What is Eliquis (Apixaban)?

Eliquis (apixaban) is a prescription anticoagulant medication and factor Xa inhibitor that helps prevent the formation of blood clots within a patient’s blood vessels, especially in the case of those who have had knee replacement surgery or total hip replacement surgery performed. Additionally, Eliquis may be used in the treatment and prevention of blood clots in those who have a pulmonary embolism or deep vein thrombosis. It may also prevent both blood clots and strokes in those who have atrial fibrillation.

How is Eliquis Used?

Eliquis is available in tablet form taken orally twice per day. There should be a period of 12 hours between each dose. It may be taken with or without food, and it is acceptable for patients to crush the tablet for easier consumption. However, patients that need to crush an Eliquis tablet to take it should mix the crushed medication with applesauce, apple juice, or water and be sure to consume it all at once.

Depending on the condition for which it has been prescribed, Eliquis may be used alongside additional medications or just by itself.

Storage

Eliquis tablets should be stored at room temperature and be kept away from moisture and light. This medication should not be stored in one’s bathroom.

Keep this medication out of the reach of children at all times.

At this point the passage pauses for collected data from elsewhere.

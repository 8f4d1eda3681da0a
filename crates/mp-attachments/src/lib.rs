//! # mp-attachments
//!
//! Attachment upload and revision pipeline for Manufacturing Portal RS.
//!
//! ## Features
//!
//! - File classification by extension and kind resolution per station
//! - Per-station type and size validation with partial batch acceptance
//! - A metadata gate requiring the station identifier before any upload
//! - A sequential upload queue with independent per-file task state
//! - Delete-then-replace reuploads
//! - A refreshing, filtered attachment list with a parent notification hook
//!
//! ## Example
//!
//! ```rust,ignore
//! use mp_attachments::{MemoryAttachmentApi, QueueConfig, StationConfig, UploadFile, UploadPanel};
//! use std::sync::Arc;
//!
//! let api = Arc::new(MemoryAttachmentApi::new());
//! let panel = UploadPanel::new(api, "wo-17", StationConfig::intake(), QueueConfig::default(), None);
//!
//! // Somewhere else, a dialog answers the gate:
//! // panel.gate().confirm("CAM-1007")?;
//! let outcome = panel
//!     .upload_files(vec![UploadFile::from_bytes("panel.gbr", data)])
//!     .await?;
//! ```

pub mod api;
pub mod classify;
pub mod error;
pub mod gate;
pub mod list;
pub mod model;
pub mod panel;
pub mod queue;
pub mod revision;
pub mod station;
pub mod task;
pub mod validate;

pub use api::{ApiCall, AttachmentApi, MemoryAttachmentApi};
pub use classify::{all_extensions, classify, resolve_kind, FileCategory};
pub use error::{ReuploadError, UploadError, UploadResult};
pub use gate::{GateError, GateOutcome, GatePrompt, GateState, MetadataGate};
pub use list::{AttachmentFilter, AttachmentListView, AttachmentSink};
pub use model::{
    Attachment, AttachmentKind, CreateAttachmentRequest, FileSource, PendingUploadItem,
    StationCategory, UploadFile, UploadedBy,
};
pub use panel::{UploadOutcome, UploadPanel, UploadStatus};
pub use queue::{BatchHandle, BatchReport, FailedUpload, QueueConfig, UploadQueue};
pub use revision::{FilePicker, ReuploadOutcome, RevisionController};
pub use station::{StationCatalog, StationConfig};
pub use task::{TaskBoard, TaskId, TaskSnapshot, TaskStatus, UploadTask};
pub use validate::{check_file, validate, RejectedFile, RejectionReason, ValidationReport};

When disposal of Eliquis tablets is required due to expiration or no longer needing them, these tablets should not be put down the sink, flushed down the toilet, or tossed into one’s household trash. Please contact your prescribing physician or pharmacist for instructions regarding the safe and proper disposal of this medication.

Uses

Eliquis is prescribed for the prevention or treatment of blood clots associated with the following conditions:

  • deep vein thrombosis (DVT)
  • pulmonary embolism (PE)

It may also be prescribed for:

  • the prevention of blood clots after hip replacement surgery
  • the prevention of blood clots after knee replacement surgery
  • the prevention of blood clots associated with atrial fibrillation
  • the prevention of stroke associated with atrial fibrillation

How Does Eliquis Work?

Eliquis is an anticoagulant medication that functions by inhibiting an enzyme within the body that contributes to blood clotting. As a factor Xa (FXa) inhibitor, it prevents FXa from performing its function, and this reduces the production of the substances within a patient’s body that results in blood being able to clot. By doing this, the patient’s blood becomes thinner, and their risk of blood clots and stroke is lowered.

Dosage

Eliquis is available in tablet form and in the following strengths:

  • 5 mg
  • 5 mg

Patients that are using Eliquis after having hip replacement surgery or knee replacement surgery will typically be prescribed a dose of 2.5 mg to be taken two times per day and 12 hours apart. Most physicians require that their post-op patients take the first dose of Eliquis about 12 to 24 hours after they have had either of these surgeries. Patients who are taking Eliquis after knee replacement surgery will typically remain using Eliquis to prevent blood clots for about two weeks. Those who have been prescribed Eliquis after hip replacement surgery will often need to continue using the medication for about 38 days after their procedure.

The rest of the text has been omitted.